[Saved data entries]
Start of Block

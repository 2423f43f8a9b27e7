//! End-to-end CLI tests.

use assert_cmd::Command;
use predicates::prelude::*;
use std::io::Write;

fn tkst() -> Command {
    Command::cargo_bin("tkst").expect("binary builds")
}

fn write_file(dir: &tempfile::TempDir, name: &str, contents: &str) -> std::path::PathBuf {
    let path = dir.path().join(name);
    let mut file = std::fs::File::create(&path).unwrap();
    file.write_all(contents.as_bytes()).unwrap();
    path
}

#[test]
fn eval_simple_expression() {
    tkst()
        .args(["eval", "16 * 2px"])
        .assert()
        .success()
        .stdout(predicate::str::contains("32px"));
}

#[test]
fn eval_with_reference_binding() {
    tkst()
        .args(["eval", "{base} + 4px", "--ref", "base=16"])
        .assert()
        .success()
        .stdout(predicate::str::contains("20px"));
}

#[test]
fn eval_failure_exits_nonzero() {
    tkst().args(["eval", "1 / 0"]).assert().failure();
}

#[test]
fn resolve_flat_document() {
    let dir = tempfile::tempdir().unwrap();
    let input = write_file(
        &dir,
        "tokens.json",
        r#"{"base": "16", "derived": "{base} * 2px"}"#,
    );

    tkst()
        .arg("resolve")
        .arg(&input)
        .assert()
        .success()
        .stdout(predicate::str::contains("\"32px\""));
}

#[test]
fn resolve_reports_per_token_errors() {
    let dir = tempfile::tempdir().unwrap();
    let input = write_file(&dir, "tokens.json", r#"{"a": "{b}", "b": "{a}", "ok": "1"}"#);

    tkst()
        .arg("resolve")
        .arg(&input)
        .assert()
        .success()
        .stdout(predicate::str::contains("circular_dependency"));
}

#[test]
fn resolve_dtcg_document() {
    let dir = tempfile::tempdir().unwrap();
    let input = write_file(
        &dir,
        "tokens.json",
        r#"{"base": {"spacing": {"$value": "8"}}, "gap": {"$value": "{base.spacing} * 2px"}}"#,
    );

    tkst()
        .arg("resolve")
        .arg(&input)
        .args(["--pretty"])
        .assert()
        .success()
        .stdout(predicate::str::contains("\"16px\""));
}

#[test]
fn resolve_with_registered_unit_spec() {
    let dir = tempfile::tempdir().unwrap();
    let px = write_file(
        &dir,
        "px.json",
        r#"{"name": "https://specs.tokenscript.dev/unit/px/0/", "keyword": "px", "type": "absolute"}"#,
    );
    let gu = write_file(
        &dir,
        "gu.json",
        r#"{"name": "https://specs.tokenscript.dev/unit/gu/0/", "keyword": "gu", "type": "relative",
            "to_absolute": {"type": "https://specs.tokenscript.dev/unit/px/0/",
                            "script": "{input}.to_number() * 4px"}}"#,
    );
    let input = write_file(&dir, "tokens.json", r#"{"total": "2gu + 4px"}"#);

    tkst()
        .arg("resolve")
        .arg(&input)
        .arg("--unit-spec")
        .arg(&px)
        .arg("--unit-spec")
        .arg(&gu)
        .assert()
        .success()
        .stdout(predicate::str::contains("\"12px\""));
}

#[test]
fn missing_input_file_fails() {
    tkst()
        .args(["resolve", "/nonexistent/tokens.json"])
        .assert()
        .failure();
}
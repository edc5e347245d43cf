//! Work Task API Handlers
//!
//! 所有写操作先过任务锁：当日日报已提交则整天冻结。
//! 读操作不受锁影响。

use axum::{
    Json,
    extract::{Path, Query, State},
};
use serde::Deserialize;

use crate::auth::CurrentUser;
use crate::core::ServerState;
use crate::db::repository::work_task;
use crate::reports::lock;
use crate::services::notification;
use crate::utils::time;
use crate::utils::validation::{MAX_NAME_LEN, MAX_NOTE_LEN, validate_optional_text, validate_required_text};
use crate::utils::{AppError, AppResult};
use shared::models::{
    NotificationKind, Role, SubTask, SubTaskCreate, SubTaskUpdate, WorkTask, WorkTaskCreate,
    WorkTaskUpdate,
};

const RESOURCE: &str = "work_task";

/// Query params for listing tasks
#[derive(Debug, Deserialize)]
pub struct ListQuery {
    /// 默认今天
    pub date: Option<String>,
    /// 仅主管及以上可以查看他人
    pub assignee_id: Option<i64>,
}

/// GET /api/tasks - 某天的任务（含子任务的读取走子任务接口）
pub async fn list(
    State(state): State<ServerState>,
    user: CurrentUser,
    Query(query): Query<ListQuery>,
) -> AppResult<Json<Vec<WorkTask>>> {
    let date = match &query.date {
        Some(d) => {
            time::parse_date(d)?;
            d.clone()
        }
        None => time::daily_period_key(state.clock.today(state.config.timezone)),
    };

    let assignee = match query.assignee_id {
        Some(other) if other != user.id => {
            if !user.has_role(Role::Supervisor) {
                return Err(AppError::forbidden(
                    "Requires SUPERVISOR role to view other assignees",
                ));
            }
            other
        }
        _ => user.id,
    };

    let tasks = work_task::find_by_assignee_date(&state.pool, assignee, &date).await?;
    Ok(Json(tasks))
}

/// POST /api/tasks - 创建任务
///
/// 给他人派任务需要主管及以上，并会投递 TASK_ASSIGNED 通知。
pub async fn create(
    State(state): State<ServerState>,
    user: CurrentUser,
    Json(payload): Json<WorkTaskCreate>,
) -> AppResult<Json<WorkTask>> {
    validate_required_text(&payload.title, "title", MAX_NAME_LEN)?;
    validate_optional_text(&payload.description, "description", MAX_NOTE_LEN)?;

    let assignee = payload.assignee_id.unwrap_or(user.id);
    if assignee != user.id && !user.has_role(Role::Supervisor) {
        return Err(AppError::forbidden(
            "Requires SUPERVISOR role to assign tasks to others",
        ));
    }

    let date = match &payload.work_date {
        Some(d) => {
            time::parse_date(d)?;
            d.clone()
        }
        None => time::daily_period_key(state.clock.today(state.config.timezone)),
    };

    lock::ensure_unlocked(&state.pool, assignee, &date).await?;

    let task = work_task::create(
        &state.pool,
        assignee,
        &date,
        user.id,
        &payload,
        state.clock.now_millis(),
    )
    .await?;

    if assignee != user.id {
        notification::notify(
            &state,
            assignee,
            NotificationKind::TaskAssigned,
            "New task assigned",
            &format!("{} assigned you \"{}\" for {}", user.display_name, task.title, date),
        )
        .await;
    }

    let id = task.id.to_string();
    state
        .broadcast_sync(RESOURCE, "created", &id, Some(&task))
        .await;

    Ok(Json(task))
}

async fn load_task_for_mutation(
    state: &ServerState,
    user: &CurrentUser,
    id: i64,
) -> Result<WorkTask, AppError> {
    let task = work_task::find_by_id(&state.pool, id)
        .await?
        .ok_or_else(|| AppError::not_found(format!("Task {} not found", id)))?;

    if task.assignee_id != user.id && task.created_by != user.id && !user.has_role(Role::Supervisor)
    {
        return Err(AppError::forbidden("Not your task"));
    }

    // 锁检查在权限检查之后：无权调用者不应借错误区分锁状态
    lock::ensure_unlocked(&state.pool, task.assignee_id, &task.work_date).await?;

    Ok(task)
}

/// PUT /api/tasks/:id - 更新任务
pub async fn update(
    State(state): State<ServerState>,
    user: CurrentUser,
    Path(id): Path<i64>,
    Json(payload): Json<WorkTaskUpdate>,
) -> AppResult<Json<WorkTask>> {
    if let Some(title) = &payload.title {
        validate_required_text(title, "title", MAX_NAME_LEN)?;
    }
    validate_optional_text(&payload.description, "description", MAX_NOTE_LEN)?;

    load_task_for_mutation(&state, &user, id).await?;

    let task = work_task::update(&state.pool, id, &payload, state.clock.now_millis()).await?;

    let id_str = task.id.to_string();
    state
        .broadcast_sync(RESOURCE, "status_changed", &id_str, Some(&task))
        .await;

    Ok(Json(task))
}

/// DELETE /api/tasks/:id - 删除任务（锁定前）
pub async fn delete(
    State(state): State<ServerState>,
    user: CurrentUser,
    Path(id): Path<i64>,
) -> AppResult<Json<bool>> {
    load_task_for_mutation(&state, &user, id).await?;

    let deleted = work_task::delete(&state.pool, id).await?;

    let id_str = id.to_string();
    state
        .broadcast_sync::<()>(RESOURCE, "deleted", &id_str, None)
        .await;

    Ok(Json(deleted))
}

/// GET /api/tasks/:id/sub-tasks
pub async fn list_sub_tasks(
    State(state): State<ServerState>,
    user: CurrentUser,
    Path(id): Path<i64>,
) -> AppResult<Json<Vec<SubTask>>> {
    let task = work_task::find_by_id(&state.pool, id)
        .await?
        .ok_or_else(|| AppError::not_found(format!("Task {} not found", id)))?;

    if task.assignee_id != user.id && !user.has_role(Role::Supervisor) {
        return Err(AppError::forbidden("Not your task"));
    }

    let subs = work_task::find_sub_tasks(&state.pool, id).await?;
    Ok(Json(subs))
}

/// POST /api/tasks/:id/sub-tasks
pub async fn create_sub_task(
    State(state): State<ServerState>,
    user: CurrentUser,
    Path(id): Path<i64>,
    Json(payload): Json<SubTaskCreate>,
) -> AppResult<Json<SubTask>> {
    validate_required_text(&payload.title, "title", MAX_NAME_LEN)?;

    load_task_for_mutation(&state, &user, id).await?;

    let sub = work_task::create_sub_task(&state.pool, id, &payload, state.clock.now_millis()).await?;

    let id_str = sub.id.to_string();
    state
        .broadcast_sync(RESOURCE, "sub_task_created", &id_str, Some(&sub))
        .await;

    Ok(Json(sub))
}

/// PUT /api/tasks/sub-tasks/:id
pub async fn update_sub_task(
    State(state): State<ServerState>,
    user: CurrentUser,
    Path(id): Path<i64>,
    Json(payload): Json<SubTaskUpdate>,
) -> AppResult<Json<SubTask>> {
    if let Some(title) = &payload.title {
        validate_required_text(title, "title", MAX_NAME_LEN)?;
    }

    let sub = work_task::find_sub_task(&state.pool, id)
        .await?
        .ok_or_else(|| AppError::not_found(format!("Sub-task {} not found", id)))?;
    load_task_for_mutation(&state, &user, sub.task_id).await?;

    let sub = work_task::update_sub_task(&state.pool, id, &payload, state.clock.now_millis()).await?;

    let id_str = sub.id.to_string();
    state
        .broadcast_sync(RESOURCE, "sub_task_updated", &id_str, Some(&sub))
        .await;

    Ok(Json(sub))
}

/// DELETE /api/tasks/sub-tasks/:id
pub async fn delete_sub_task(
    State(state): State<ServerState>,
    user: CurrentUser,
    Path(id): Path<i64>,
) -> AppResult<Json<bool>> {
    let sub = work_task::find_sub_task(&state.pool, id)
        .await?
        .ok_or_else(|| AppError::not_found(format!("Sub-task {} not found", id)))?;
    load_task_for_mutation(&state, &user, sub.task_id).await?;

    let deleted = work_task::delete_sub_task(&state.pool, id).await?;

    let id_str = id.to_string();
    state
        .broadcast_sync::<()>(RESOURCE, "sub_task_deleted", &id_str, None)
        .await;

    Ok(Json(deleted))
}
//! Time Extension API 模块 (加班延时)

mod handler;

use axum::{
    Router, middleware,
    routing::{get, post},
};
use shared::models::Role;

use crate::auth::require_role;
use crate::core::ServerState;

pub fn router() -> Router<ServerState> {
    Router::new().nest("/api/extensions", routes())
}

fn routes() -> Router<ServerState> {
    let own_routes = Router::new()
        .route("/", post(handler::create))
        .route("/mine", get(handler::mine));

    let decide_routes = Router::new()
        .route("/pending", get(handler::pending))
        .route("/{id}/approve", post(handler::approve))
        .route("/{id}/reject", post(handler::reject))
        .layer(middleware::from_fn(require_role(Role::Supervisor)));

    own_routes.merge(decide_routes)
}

End of Block

# YOUR TASK:
Only lines that contain "WorkTaskUpdate" are needed, so copy each of them from the data.

# EXPECTED ANSWER:
    WorkTaskUpdate,
    Json(payload): Json<WorkTaskUpdate>,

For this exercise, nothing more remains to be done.